Add post-export corpus maintenance pipeline

Adds four new orchestration scripts that operate on an already-built
facesets_swap_ready/ to clean it up over time:

- filter_occlusions.py + clip_worker.py: CLIP zero-shot mask + sunglasses
  filter (open_clip ViT-L-14/dfn2b_s39b). WSL stages, Windows DML scores
  via new C:\clip_dml_venv. Image-level threshold 0.7; faceset-level
  quarantine at 40% domain dominance.

- consolidate_facesets.py: duplicate-identity merger using complete-linkage
  centroid clustering on cached arcface embeddings. Single-linkage chains
  catastrophically (60-faceset clusters with min sim < 0); complete-linkage
  guarantees within-group sim >= edge.

- age_extend_001.py: slots newly-added PNGs into existing era buckets of
  faceset_001 using the same anchor-fragment rule as age_split_001.py
  (dist <= 0.40 AND |year_delta| <= 5). Anchors not re-centered.

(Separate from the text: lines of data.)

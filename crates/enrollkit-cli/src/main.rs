//! enrollkit - command-line access to the university enrollment service.
//!
//! Each invocation is its own process, so a command signs in first, runs,
//! and signs out before exiting.

mod commands;

use std::io;
use std::path::PathBuf;

use anyhow::Result;
use clap::{Parser, Subcommand};
use enrollkit_core::models::{CourseOfferingStatus, CurriculumStatus, EnrollmentStatus, TermStatus};
use enrollkit_core::Config;
use tracing::info;
use tracing_subscriber::{fmt, prelude::*, EnvFilter};

#[derive(Debug, Parser)]
#[command(name = "enrollkit", version, about = "University enrollment from the command line")]
struct Cli {
    /// Account email (defaults to the last one used)
    #[arg(long, global = true, env = "ENROLLKIT_EMAIL")]
    email: Option<String>,

    /// API base URL, e.g. https://enroll.example.edu/api
    #[arg(long, global = true)]
    base_url: Option<String>,

    /// Remember the password in the OS keychain
    #[arg(long, global = true)]
    remember: bool,

    #[command(subcommand)]
    command: Command,
}

#[derive(Debug, Subcommand)]
enum Command {
    /// Submit a registration from a JSON file
    Register { file: PathBuf },
    /// Check credentials and show the session expiry
    SignIn,
    /// Show the signed-in profile
    Whoami,
    /// Student views
    Student {
        #[command(subcommand)]
        view: StudentView,
    },
    /// Sections the signed-in student may enroll in
    Sections,
    /// Enroll a student in a class section
    Enroll {
        student_id: String,
        class_section_id: String,
    },
    /// Registrar enrollment management
    Enrollments {
        #[command(subcommand)]
        action: EnrollmentAction,
    },
    /// Campus, curriculum and term structure
    Catalog {
        #[command(subcommand)]
        view: CatalogView,
    },
    /// Remove the remembered password
    Forget,
}

#[derive(Debug, Subcommand)]
enum CatalogView {
    Buildings,
    Rooms {
        building_id: String,
    },
    Departments,
    Programs {
        department_id: String,
    },
    Curricula {
        program_id: String,
    },
    Courses,
    /// Courses a curriculum schedules for one year level and semester
    CurriculumCourses {
        curriculum_id: String,
        year_level: u32,
        semester: u32,
    },
    Terms {
        /// Only terms whose enrollment window is open
        #[arg(long)]
        enrollment: bool,
    },
    Offerings {
        term_id: String,
    },
    Schedules {
        class_section_id: String,
    },
    /// Change a term's status (registrar only)
    SetTermStatus {
        term_id: String,
        status: TermStatus,
    },
    /// Change a curriculum's status (registrar only)
    SetCurriculumStatus {
        curriculum_id: String,
        status: CurriculumStatus,
    },
    /// Change a course offering's status
    SetOfferingStatus {
        offering_id: String,
        status: CourseOfferingStatus,
    },
}

#[derive(Debug, Subcommand)]
enum StudentView {
    Profile,
    Enrollments,
    CurrentTerm,
    NextTerm,
}

#[derive(Debug, Subcommand)]
enum EnrollmentAction {
    List {
        #[arg(long)]
        status: Option<EnrollmentStatus>,
        #[arg(long)]
        department: Option<String>,
        #[arg(long)]
        program: Option<String>,
        #[arg(long)]
        section: Option<String>,
        #[arg(long)]
        term: Option<String>,
    },
    Approve {
        #[arg(required = true)]
        ids: Vec<String>,
    },
    Reject {
        #[arg(required = true)]
        ids: Vec<String>,
    },
}

/// Initialize the tracing subscriber for logging
fn init_tracing() {
    // Use RUST_LOG env var to control log level (e.g., RUST_LOG=debug)
    let filter = EnvFilter::try_from_default_env().unwrap_or_else(|_| EnvFilter::new("warn"));

    tracing_subscriber::registry()
        .with(fmt::layer().with_writer(io::stderr))
        .with(filter)
        .init();
}

#[tokio::main]
async fn main() -> Result<()> {
    // Load .env file if present (silently ignore if not found)
    let _ = dotenvy::dotenv();

    init_tracing();

    let cli = Cli::parse();

    let mut config = Config::load()?;
    if let Some(ref url) = cli.base_url {
        config.base_url = url.clone();
    }
    info!(base_url = %config.base_url, "enrollkit starting");

    match cli.command {
        Command::Register { ref file } => commands::register(&config, file).await,
        Command::Forget => commands::forget(&config, cli.email.as_deref()),
        _ => commands::run_signed_in(&mut config, &cli).await,
    }
}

- dedup_optimize.py + multiface_worker.py: corpus-wide cleanup with three
  passes — cross-family SHA256 byte-dedup (preserves intra-family era
  duplication), within-faceset near-dup at sim >= 0.95, and a multi-face
  audit (the load-bearing roop invariant). Multi-face worker hits ~19 img/s
  on AMD Vega — ~7x embed_worker because input is 512x512 crops.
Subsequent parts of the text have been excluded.